Hi there, fans of whisky! You probably like whisky if you’re reading this. However, choosing between blended and single malt whiskies may be challenging. Do you prefer smooth and consistent blended whisky or strong and rich single malt whisky? 

Trying to explore Scotch may seem like going across centuries of history like a confused person in a haunted castle. Scotch needn’t be frightening. There are a few more questions to answer beyond Scotch geography (knowing what taste characteristics originate from each Scotch-producing region). Whether to go for Blended or single malt. 

Choosing between blended and single malt whisky is tricky, but this blog post can help you decide whether you should have a glass of Glenfiddich or something else. 

About single malt whisky: 

Only malted barley, water, and yeast make single malt whisky. It is produced using a pot still at a single distillery. It spends at least three years in wood barrels. It has rich and subtle tastes due to variables, including the cask type, maturation time, and distillery location.

What’s blended whisky?

Mixing whiskies from multiple distilleries creates blended whisky. It may be prepared from single malt and grain whiskies. It usually ages for three years in wood barrels. Each batch of whisky is blended to ensure taste consistency. Blended whisky is smooth and consistent. This makes it a common cocktail ingredient and a softer taster.

Differences between single malt and blended whisky

Blended and single malt whiskies differ in flavour. Single malt whisky tastes different, whereas blended whisky is smooth. Single malt whisky is smoky, peaty, fruity, or spicy; blended whisky is smooth, sweet, or light. Who knew peated whisky was the smokiest?
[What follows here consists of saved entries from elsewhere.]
impl Lexer {
    pub fn new(input: &str) -> Self {
        let chars: Vec<char> = input.replace("\r\n", "\n").chars().collect();

        Self {
            tokens: vec![],
            iterator: chars.into_iter().peekable(),
            line: 1,
            col: 1,
            indent_stack: vec![0],
            prev_token_is_value: false,
        }
    }

    fn peek(&mut self) -> Option<char> {
        self.iterator.peek().copied()
    }

    fn peek_at(&mut self, offset: usize) -> Option<char> {
        self.iterator.clone().nth(offset)
    }

    fn advance(&mut self) -> Option<char> {
        let next = self.iterator.next();
        match next {
            Some('\n') => {
                self.line += 1;
                self.col = 1;
            }
            Some(_) => self.col += 1,
            None => {}
        }
        next
    }

    fn position(&self) -> Position {
        (self.line, self.col)
    }

    pub fn lex(mut self) -> LexResult<Vec<Token>> {
        self.measure_indent()?;

        loop {
            self.skip_inline_whitespace();

            let Some(next) = self.peek() else {
                self.finish();
                break;
            };

            match next {
                '\n' => {
                    self.advance();
                    self.push(TokenKind::Newline);
                    self.measure_indent()?;
                }
                '#' => self.skip_comment(),
                '"' => self.lex_string()?,
                'a'..='z' | 'A'..='Z' | '_' => self.lex_alphanumeric(),
                '0'..='9' => self.lex_numeric()?,
                '-' if !self.prev_token_is_value && matches!(self.peek_at(1), Some('0'..='9')) => {
                    self.lex_numeric()?
                }
                _ => self.lex_special()?,
            }
        }

        Ok(self.tokens)
    }

    fn push(&mut self, kind: TokenKind) {
        self.prev_token_is_value = matches!(
            kind,
            TokenKind::Ident(_)
                | TokenKind::Number(_)
                | TokenKind::Str(_)
                | TokenKind::True
                | TokenKind::False
                | TokenKind::RParen
        );
        self.tokens.push(Token::new(kind, self.position()));
    }

    /// Skip spaces/tabs that are not part of leading indentation. Tabs are
    /// only forbidden in leading whitespace; mid-line tabs are harmless
    /// formatting.
    fn skip_inline_whitespace(&mut self) {
        while matches!(self.peek(), Some(' ') | Some('\t')) {
            self.advance();
        }
    }

    fn skip_comment(&mut self) {
        debug_assert_eq!(self.peek(), Some('#'));
        while !matches!(self.peek(), Some('\n') | None) {
            self.advance();
        }
    }

    /// Measure the leading whitespace of each upcoming logical line,
    /// skipping blank/comment-only lines (spec §4.1), until a line with
    /// real content is found or the input ends. Emits `Indent`/`Dedent`
    /// for that line only.
    fn measure_indent(&mut self) -> LexResult<()> {
        loop {
            let start = self.position();
            let mut width = 0usize;

            loop {
                match self.peek() {
                    Some(' ') => {
                        self.advance();
                        width += 1;
                    }
                    Some('\t') => {
                        return Err(LexError::new(
                            "tabs are not allowed in leading whitespace",
                            self.position(),
                        ));
                    }
                    _ => break,
                }
            }

            match self.peek() {
                None => return Ok(()),
                Some('\n') => {
                    self.advance();
                    self.push(TokenKind::Newline);
                    continue;
                }
                Some('#') => {
                    self.skip_comment();
                    if matches!(self.peek(), Some('\n')) {
                        self.advance();
                        self.push(TokenKind::Newline);
                    }
                    continue;
                }
                _ => {
                    self.apply_indent(width, start)?;
                    return Ok(());
                }
            }
        }
    }

    fn apply_indent(&mut self, width: usize, position: Position) -> LexResult<()> {
        let top = *self.indent_stack.last().expect("indent stack never empty");

        if width > top {
            self.indent_stack.push(width);
            self.tokens.push(Token::new(TokenKind::Indent, position));
            log::trace!("indent -> {width} at {}:{}", position.0, position.1);
        } else if width < top {
            while *self.indent_stack.last().expect("indent stack never empty") > width {
                self.indent_stack.pop();
                self.tokens.push(Token::new(TokenKind::Dedent, position));
                log::trace!("dedent at {}:{}", position.0, position.1);
            }
            if *self.indent_stack.last().expect("indent stack never empty") != width {
                return Err(LexError::new(
                    format!("inconsistent indentation: {width} spaces matches no enclosing block"),
                    position,
                ));
            }
        }

        Ok(())
    }

    fn finish(&mut self) {
        let needs_trailing_newline = !matches!(
            self.tokens.last().map(|t| &t.kind),
            Some(TokenKind::Newline) | Some(TokenKind::Indent) | Some(TokenKind::Dedent) | None
        );
        if needs_trailing_newline {
            self.tokens.push(Token::new(TokenKind::Newline, self.position()));
        }

        while self.indent_stack.len() > 1 {
            self.indent_stack.pop();
            self.tokens.push(Token::new(TokenKind::Dedent, self.position()));
        }

        self.tokens.push(Token::new(TokenKind::Eof, self.position()));
    }

    fn lex_alphanumeric(&mut self) {
        let position = self.position();
        let mut read = String::new();

        while let Some(c) = self.peek() {
            if c.is_alphanumeric() || c == '_' {
                read.push(c);
                self.advance();
            } else {
                break;
            }
        }

        let kind = match LEX_MAP.get(read.as_str()) {
            Some(terminal) => terminal.to_token(position).kind,
            None => TokenKind::Ident(read),
        };
        self.push(kind);
    }

    fn lex_numeric(&mut self) -> LexResult<()> {
        let position = self.position();
        let mut read = String::new();

        if self.peek() == Some('-') {
            read.push('-');
            self.advance();
        }

        while matches!(self.peek(), Some('0'..='9')) {
            read.push(self.advance().expect("checked by matches!"));
        }

        let mut is_float = false;
        if self.peek() == Some('.') && matches!(self.peek_at(1), Some('0'..='9')) {
            is_float = true;
            read.push(self.advance().expect("checked above"));
            while matches!(self.peek(), Some('0'..='9')) {
                read.push(self.advance().expect("checked by matches!"));
            }
        }

        let number = if is_float {
            read.parse::<f64>()
                .map(NumberLit::Float)
                .map_err(|_| LexError::new(format!("failed to lex number '{read}'"), position))?
        } else {
            read.parse::<i64>()
                .map(NumberLit::Int)
                .map_err(|_| LexError::new(format!("failed to lex number '{read}'"), position))?
        };

        self.tokens.push(Token::new(TokenKind::Number(number), position));
        self.prev_token_is_value = true;
        Ok(())
    }

    fn lex_string(&mut self) -> LexResult<()> {
        let position = self.position();
        debug_assert_eq!(self.peek(), Some('"'));
        self.advance();

        let mut read = String::new();
        loop {
            match self.peek() {
                Some('"') => {
                    self.advance();
                    break;
                }
                Some('\n') | None => {
                    return Err(LexError::new("unterminated string literal", position));
                }
                Some(c) => {
                    read.push(c);
                    self.advance();
                }
            }
        }

        self.push(TokenKind::Str(read));
        Ok(())
    }

    fn lex_special(&mut self) -> LexResult<()> {
        let position = self.position();
        let mut read = String::new();

        loop {
            let Some(next) = self.peek() else {
                break;
            };
            read.push(next);
            self.advance();

            let can_read_next = self
                .peek()
                .map(|item| {
                    let mut candidate = read.clone();
                    candidate.push(item);
                    LEX_MAP.can_match(candidate.as_str())
                })
                .unwrap_or(false);

            if can_read_next {
                continue;
            }

            break;
        }

        let Some(terminal) = LEX_MAP.get(read.as_str()) else {
            return Err(LexError::new(format!("failed to lex '{read}'"), position));
        };

        let token = terminal.to_token(position);
        self.push(token.kind);
        Ok(())
    }
}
Price is another major distinction between the whiskies. Due to its more complicated manufacture and lengthier ageing, single malt whisky costs more than blended whisky. Both varieties of whisky have numerous economical possibilities.

When choosing single malt or blended whisky, age counts. Blended whiskies may be younger, but single malt whisky must be aged three years. Longer-aged blended whiskies provide more complexity and taste. 

Which is better?

The choice between single malt and blended whisky boils down to personal preference. For a rich, powerful taste, single malt whisky may be optimal. Blended whisky may be superior for a smoother, more consistent taste. Your taste preferences should guide your choice.

The occasion might also influence whisky selection. The more expensive single malt whisky is usually kept for special events. However, blended whisky is relished in informal situations or mixed into cocktails.

Budget is another factor when selecting single malt or blended whisky. Single malt whisky costs extra owing to its restricted manufacturing and higher-quality components. However, blended whisky uses whiskies from many distilleries, making it cheaper. Consider your budget before choosing.


Single malt and blended whiskies are popular spirits with different flavours. Its flavour is rich and complex, but blended whisky is smoother and lighter. Consider budget, occasion, and personal preference while making this option.

There is no right or incorrect answer; it depends on personal preferences. If you like the richness and depth of single malt or the smoothness and consistency of blended whisky, you may enjoy both individually.